Defining what costs should be part of an overhead pool, typically starts with a discussion about what items do not belong in an overhead pool.  Most all SG&A items do not belong in an overhead pool, including Sales, Marketing, Distribution, Administration, R&D, and similar functions that are not directly related to manufacturing.  The items that do belong in an overhead pool include Manufacturing Support, Quality, Manufacturing Engineering, Document Control and similar functions that support the production processes.  Direct Labor, as in the labor associated with producing the product, is not part of the Overhead Pool.  See our post How to Compute a Direct Labor Rate post for more details on establishing a Direct Labor pool, if you have not done so already.

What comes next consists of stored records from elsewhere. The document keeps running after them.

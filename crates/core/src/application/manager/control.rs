// Job control and lookups

use super::QueueManager;
use crate::domain::{JobInfo, JobStateInfo, QueueInfo};
use crate::error::{QueueError, Result};
use tracing::{error, info};

impl QueueManager {
    /// Cancel a job. `false` when the engine refused or is unavailable.
    pub async fn cancel_job(&self, queue: &str, job_id: &str) -> bool {
        if let Err(e) = self.wait_for_initialization().await {
            error!(queue = %queue, job_id = %job_id, error = %e, "Failed to cancel job");
            return false;
        }

        match self.engine.cancel(queue, job_id).await {
            Ok(()) => {
                info!(queue = %queue, job_id = %job_id, "Job cancelled");
                true
            }
            Err(e) => {
                error!(queue = %queue, job_id = %job_id, error = %e, "Failed to cancel job");
                false
            }
        }
    }

    /// Mark a job completed out of band
    pub async fn complete_job(&self, queue: &str, job_id: &str) -> bool {
        if let Err(e) = self.wait_for_initialization().await {
            error!(queue = %queue, job_id = %job_id, error = %e, "Failed to complete job");
            return false;
        }

        match self.engine.complete(queue, job_id).await {
            Ok(()) => {
                info!(queue = %queue, job_id = %job_id, "Job completed manually");
                true
            }
            Err(e) => {
                error!(queue = %queue, job_id = %job_id, error = %e, "Failed to complete job");
                false
            }
        }
    }

    /// Full job record. `Ok(None)` when the job does not exist.
    pub async fn get_job_info(&self, queue: &str, job_id: &str) -> Result<Option<JobInfo>> {
        self.wait_for_initialization().await?;

        self.engine
            .get_job_by_id(queue, job_id)
            .await
            .map_err(|e| {
                error!(queue = %queue, job_id = %job_id, error = %e, "Failed to get job info");
                QueueError::Lookup {
                    job_id: job_id.to_string(),
                    reason: e.to_string(),
                }
            })
    }

    /// State and timestamps only
    pub async fn get_job_state(&self, queue: &str, job_id: &str) -> Result<Option<JobStateInfo>> {
        let info = self.get_job_info(queue, job_id).await?;
        Ok(info.as_ref().map(JobStateInfo::from))
    }

    pub async fn get_queues(&self) -> Result<Vec<QueueInfo>> {
        self.wait_for_initialization().await?;

        self.engine.get_queues().await.map_err(|e| {
            error!(error = %e, "Failed to get queues");
            QueueError::Engine(e)
        })
    }
}

#[cfg(test)]
mod tests {
    use super::super::test_support::*;
    use crate::domain::{JobOptions, JobState};
    use crate::error::QueueError;
    use serde_json::json;

    #[tokio::test]
    async fn test_cancel_and_complete() {
        let (manager, engine) = ready_manager().await;
        let first = manager
            .add_job("email-queue", &json!({}), JobOptions::default())
            .await
            .unwrap();
        let second = manager
            .add_job("email-queue", &json!({}), JobOptions::default())
            .await
            .unwrap();

        assert!(manager.cancel_job("email-queue", &first).await);
        assert_eq!(engine.job(&first).unwrap().state, JobState::Cancelled);
        // Already cancelled
        assert!(!manager.cancel_job("email-queue", &first).await);

        assert!(manager.complete_job("email-queue", &second).await);
        assert_eq!(engine.job(&second).unwrap().state, JobState::Completed);

        assert!(!manager.cancel_job("email-queue", "missing").await);
    }

    #[tokio::test]
    async fn test_control_engine_errors_return_false() {
        let (manager, engine) = ready_manager().await;
        let id = manager
            .add_job("q", &json!({}), JobOptions::default())
            .await
            .unwrap();
        engine.inject(|f| f.control_error = Some("connection reset".to_string()));

        assert!(!manager.cancel_job("q", &id).await);
        assert!(!manager.complete_job("q", &id).await);
    }

    #[tokio::test]
    async fn test_job_lookups() {
        let (manager, _engine) = ready_manager().await;
        let id = manager
            .add_job("email-queue", &json!({"to": "a@b.c"}), JobOptions::default())
            .await
            .unwrap();

        let info = manager
            .get_job_info("email-queue", &id)
            .await
            .unwrap()
            .unwrap();
        assert_eq!(info.data, json!({"to": "a@b.c"}));

        let state = manager
            .get_job_state("email-queue", &id)
            .await
            .unwrap()
            .unwrap();
        assert_eq!(state.status, Some(JobState::Created));
        assert!(state.started_on.is_none());

        assert!(manager
            .get_job_state("email-queue", "missing")
            .await
            .unwrap()
            .is_none());
    }

    #[tokio::test]
    async fn test_lookup_failure_is_distinct_from_not_found() {
        let (manager, engine) = ready_manager().await;
        engine.inject(|f| f.lookup_error = Some("timeout".to_string()));

        match manager.get_job_state("q", "job-1").await {
            Err(QueueError::Lookup { job_id, reason }) => {
                assert_eq!(job_id, "job-1");
                assert!(reason.contains("timeout"));
            }
            other => panic!("unexpected: {:?}", other),
        }
    }

    #[tokio::test]
    async fn test_get_queues_lists_engine_queues() {
        let (manager, engine) = ready_manager().await;
        manager
            .add_job("email-queue", &json!({}), JobOptions::default())
            .await
            .unwrap();

        let queues = manager.get_queues().await.unwrap();
        assert_eq!(queues.len(), 1);
        assert_eq!(queues[0].name, "email-queue");
        assert_eq!(queues[0].queued_count, 1);

        engine.inject(|f| f.queues_error = Some("boom".to_string()));
        assert!(matches!(
            manager.get_queues().await,
            Err(QueueError::Engine(_))
        ));
    }
}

The majority of our clients are smaller concerns and really only have one department (or class if you are using QuickBooks), that constitutes the entire overhead pool.  The first part of generating an overhead rate is developing a budget for the overhead pool.  Shown below is an example of a client’s manufacturing overhead pool with several months hidden for display purposes:

How to compute overhead rates and utilize variances requires a monthly overhead spend plan.

From the above, you can see we have a monthly spending forecast, consisting of four account groups–1) Indirect Labor (in contrast to direct labor); 2) Materials (low value non inventory items and Packaging materials; 3) Freight In which is the cost of shipping material and products (not outbound materials.  The total planned spend for 2020 is $1,661.4K at line f.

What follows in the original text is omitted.